PROBLEM DESCRIPTION | Retype the records below so that each one matches exactly.

================================

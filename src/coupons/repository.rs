use sqlx::PgPool;
use uuid::Uuid;

use crate::coupons::engine::normalize_code;
use crate::coupons::error::CouponError;
use crate::coupons::models::{Coupon, CreateCoupon};

/// Repository for coupon storage and the redemption log
#[derive(Clone)]
pub struct CouponRepository {
    pool: PgPool,
}

impl CouponRepository {
    /// Create a new CouponRepository
    pub fn new(pool: PgPool) -> Self {
        Self { pool }
    }

    /// Find an active coupon by its normalized code
    pub async fn find_active_by_code(&self, code: &str) -> Result<Option<Coupon>, CouponError> {
        let coupon = sqlx::query_as::<_, Coupon>(
            "SELECT * FROM coupons WHERE code = $1 AND is_active = TRUE",
        )
        .bind(normalize_code(code))
        .fetch_optional(&self.pool)
        .await?;

        Ok(coupon)
    }

    /// Find a coupon by ID
    pub async fn find_by_id(&self, id: i32) -> Result<Option<Coupon>, CouponError> {
        let coupon = sqlx::query_as::<_, Coupon>("SELECT * FROM coupons WHERE id = $1")
            .bind(id)
            .fetch_optional(&self.pool)
            .await?;

        Ok(coupon)
    }

    /// List coupons, newest first, optionally active-only
    pub async fn list(&self, active_only: bool) -> Result<Vec<Coupon>, CouponError> {
        let query = if active_only {
            "SELECT * FROM coupons WHERE is_active = TRUE ORDER BY created_at DESC"
        } else {
            "SELECT * FROM coupons ORDER BY created_at DESC"
        };

        let coupons = sqlx::query_as::<_, Coupon>(query)
            .fetch_all(&self.pool)
            .await?;

        Ok(coupons)
    }

    /// Create a coupon with an upper-cased unique code
    pub async fn create(&self, coupon: &CreateCoupon) -> Result<Coupon, CouponError> {
        let created = sqlx::query_as::<_, Coupon>(
            r#"
            INSERT INTO coupons
                (code, description, discount_type, discount_value, min_order_value,
                 max_uses, max_uses_per_user, valid_from, valid_until, is_active)
            VALUES ($1, $2, $3, $4, $5, $6, $7, COALESCE($8, NOW()), $9, $10)
            RETURNING *
            "#,
        )
        .bind(normalize_code(&coupon.code))
        .bind(&coupon.description)
        .bind(coupon.discount_type)
        .bind(coupon.discount_value)
        .bind(coupon.min_order_value)
        .bind(coupon.max_uses)
        .bind(coupon.max_uses_per_user)
        .bind(coupon.valid_from)
        .bind(coupon.valid_until)
        .bind(coupon.is_active)
        .fetch_one(&self.pool)
        .await
        .map_err(|e| {
            if let sqlx::Error::Database(db_err) = &e {
                if db_err.is_unique_violation() {
                    return CouponError::ValidationError(format!(
                        "Coupon code '{}' already exists",
                        normalize_code(&coupon.code)
                    ));
                }
            }
            CouponError::DatabaseError(e.to_string())
        })?;

        Ok(created)
    }

    /// Update a coupon with already-merged field values
    pub async fn update(&self, existing: &Coupon) -> Result<Coupon, CouponError> {
        let updated = sqlx::query_as::<_, Coupon>(
            r#"
            UPDATE coupons
            SET code = $1,
                description = $2,
                discount_type = $3,
                discount_value = $4,
                min_order_value = $5,
                max_uses = $6,
                max_uses_per_user = $7,
                valid_from = $8,
                valid_until = $9,
                is_active = $10,
                updated_at = NOW()
            WHERE id = $11
            RETURNING *
            "#,
        )
        .bind(normalize_code(&existing.code))
        .bind(&existing.description)
        .bind(existing.discount_type)
        .bind(existing.discount_value)
        .bind(existing.min_order_value)
        .bind(existing.max_uses)
        .bind(existing.max_uses_per_user)
        .bind(existing.valid_from)
        .bind(existing.valid_until)
        .bind(existing.is_active)
        .bind(existing.id)
        .fetch_one(&self.pool)
        .await?;

        Ok(updated)
    }

    /// Delete a coupon; returns false when no row matched
    pub async fn delete(&self, id: i32) -> Result<bool, CouponError> {
        let result = sqlx::query("DELETE FROM coupons WHERE id = $1")
            .bind(id)
            .execute(&self.pool)
            .await?;

        Ok(result.rows_affected() > 0)
    }

    /// The redemption log of one coupon, newest first
    pub async fn list_uses(
        &self,
        coupon_id: i32,
    ) -> Result<Vec<crate::coupons::models::CouponUse>, CouponError> {
        let uses = sqlx::query_as::<_, crate::coupons::models::CouponUse>(
            "SELECT * FROM coupon_uses WHERE coupon_id = $1 ORDER BY used_at DESC",
        )
        .bind(coupon_id)
        .fetch_all(&self.pool)
        .await?;

        Ok(uses)
    }

    /// How many times a user has redeemed a coupon
    pub async fn count_user_uses(&self, coupon_id: i32, user_id: i32) -> Result<i64, CouponError> {
        let count: i64 = sqlx::query_scalar(
            "SELECT COUNT(*) FROM coupon_uses WHERE coupon_id = $1 AND user_id = $2",
        )
        .bind(coupon_id)
        .bind(user_id)
        .fetch_one(&self.pool)
        .await?;

        Ok(count)
    }

    /// Record a redemption and bump the global counter
    ///
    /// The counter bump is a single atomic increment so concurrent
    /// redemptions cannot lose updates on uses_count itself.
    pub async fn record_use(
        &self,
        coupon_id: i32,
        user_id: i32,
        order_id: Option<Uuid>,
    ) -> Result<(), CouponError> {
        let mut tx = self.pool.begin().await?;

        sqlx::query("INSERT INTO coupon_uses (coupon_id, user_id, order_id) VALUES ($1, $2, $3)")
            .bind(coupon_id)
            .bind(user_id)
            .bind(order_id)
            .execute(&mut *tx)
            .await?;

        sqlx::query("UPDATE coupons SET uses_count = uses_count + 1, updated_at = NOW() WHERE id = $1")
            .bind(coupon_id)
            .execute(&mut *tx)
            .await?;

        tx.commit().await?;

        Ok(())
    }
}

================================

TASK SOLUTION |
filename src/coupons/repository.rs
use sqlx::PgPool;
use uuid::Uuid;

use crate::coupons::engine::normalize_code;
use crate::coupons::error::CouponError;
use crate::coupons::models::{Coupon, CreateCoupon};

/// Repository for coupon storage and the redemption log
#[derive(Clone)]
pub struct CouponRepository {
    pool: PgPool,
}

impl CouponRepository {
    /// Create a new CouponRepository
    pub fn new(pool: PgPool) -> Self {
        Self { pool }
    }

    /// Find an active coupon by its normalized code
    pub async fn find_active_by_code(&self, code: &str) -> Result<Option<Coupon>, CouponError> {
        let coupon = sqlx::query_as::<_, Coupon>(
            "SELECT * FROM coupons WHERE code = $1 AND is_active = TRUE",
        )
        .bind(normalize_code(code))
        .fetch_optional(&self.pool)
        .await?;

        Ok(coupon)
    }

    /// Find a coupon by ID
    pub async fn find_by_id(&self, id: i32) -> Result<Option<Coupon>, CouponError> {
        let coupon = sqlx::query_as::<_, Coupon>("SELECT * FROM coupons WHERE id = $1")
            .bind(id)
            .fetch_optional(&self.pool)
            .await?;

        Ok(coupon)
    }

    /// List coupons, newest first, optionally active-only
    pub async fn list(&self, active_only: bool) -> Result<Vec<Coupon>, CouponError> {
        let query = if active_only {
            "SELECT * FROM coupons WHERE is_active = TRUE ORDER BY created_at DESC"
        } else {
            "SELECT * FROM coupons ORDER BY created_at DESC"
        };

        let coupons = sqlx::query_as::<_, Coupon>(query)
            .fetch_all(&self.pool)
            .await?;

        Ok(coupons)
    }

    /// Create a coupon with an upper-cased unique code
    pub async fn create(&self, coupon: &CreateCoupon) -> Result<Coupon, CouponError> {
        let created = sqlx::query_as::<_, Coupon>(
            r#"
            INSERT INTO coupons
                (code, description, discount_type, discount_value, min_order_value,
                 max_uses, max_uses_per_user, valid_from, valid_until, is_active)
            VALUES ($1, $2, $3, $4, $5, $6, $7, COALESCE($8, NOW()), $9, $10)
            RETURNING *
            "#,
        )
        .bind(normalize_code(&coupon.code))
        .bind(&coupon.description)
        .bind(coupon.discount_type)
        .bind(coupon.discount_value)
        .bind(coupon.min_order_value)
        .bind(coupon.max_uses)
        .bind(coupon.max_uses_per_user)
        .bind(coupon.valid_from)
        .bind(coupon.valid_until)
        .bind(coupon.is_active)
        .fetch_one(&self.pool)
        .await
        .map_err(|e| {
            if let sqlx::Error::Database(db_err) = &e {
                if db_err.is_unique_violation() {
                    return CouponError::ValidationError(format!(
                        "Coupon code '{}' already exists",
                        normalize_code(&coupon.code)
                    ));
                }
            }
            CouponError::DatabaseError(e.to_string())
        })?;

        Ok(created)
    }

    /// Update a coupon with already-merged field values
    pub async fn update(&self, existing: &Coupon) -> Result<Coupon, CouponError> {
        let updated = sqlx::query_as::<_, Coupon>(
            r#"
            UPDATE coupons
            SET code = $1,
                description = $2,
                discount_type = $3,
                discount_value = $4,
                min_order_value = $5,
                max_uses = $6,
                max_uses_per_user = $7,
                valid_from = $8,
                valid_until = $9,
                is_active = $10,
                updated_at = NOW()
            WHERE id = $11
            RETURNING *
            "#,
        )
        .bind(normalize_code(&existing.code))
        .bind(&existing.description)
        .bind(existing.discount_type)
        .bind(existing.discount_value)
        .bind(existing.min_order_value)
        .bind(existing.max_uses)
        .bind(existing.max_uses_per_user)
        .bind(existing.valid_from)
        .bind(existing.valid_until)
        .bind(existing.is_active)
        .bind(existing.id)
        .fetch_one(&self.pool)
        .await?;

        Ok(updated)
    }

    /// Delete a coupon; returns false when no row matched
    pub async fn delete(&self, id: i32) -> Result<bool, CouponError> {
        let result = sqlx::query("DELETE FROM coupons WHERE id = $1")
            .bind(id)
            .execute(&self.pool)
            .await?;

        Ok(result.rows_affected() > 0)
    }

    /// The redemption log of one coupon, newest first
    pub async fn list_uses(
        &self,
        coupon_id: i32,
    ) -> Result<Vec<crate::coupons::models::CouponUse>, CouponError> {
        let uses = sqlx::query_as::<_, crate::coupons::models::CouponUse>(
            "SELECT * FROM coupon_uses WHERE coupon_id = $1 ORDER BY used_at DESC",
        )
        .bind(coupon_id)
        .fetch_all(&self.pool)
        .await?;

        Ok(uses)
    }

    /// How many times a user has redeemed a coupon
    pub async fn count_user_uses(&self, coupon_id: i32, user_id: i32) -> Result<i64, CouponError> {
        let count: i64 = sqlx::query_scalar(
            "SELECT COUNT(*) FROM coupon_uses WHERE coupon_id = $1 AND user_id = $2",
        )
        .bind(coupon_id)
        .bind(user_id)
        .fetch_one(&self.pool)
        .await?;

        Ok(count)
    }

    /// Record a redemption and bump the global counter
    ///
    /// The counter bump is a single atomic increment so concurrent
    /// redemptions cannot lose updates on uses_count itself.
    pub async fn record_use(
        &self,
        coupon_id: i32,
        user_id: i32,
        order_id: Option<Uuid>,
    ) -> Result<(), CouponError> {
        let mut tx = self.pool.begin().await?;

        sqlx::query("INSERT INTO coupon_uses (coupon_id, user_id, order_id) VALUES ($1, $2, $3)")
            .bind(coupon_id)
            .bind(user_id)
            .bind(order_id)
            .execute(&mut *tx)
            .await?;

        sqlx::query("UPDATE coupons SET uses_count = uses_count + 1, updated_at = NOW() WHERE id = $1")
            .bind(coupon_id)
            .execute(&mut *tx)
            .await?;

        tx.commit().await?;

        Ok(())
    }
}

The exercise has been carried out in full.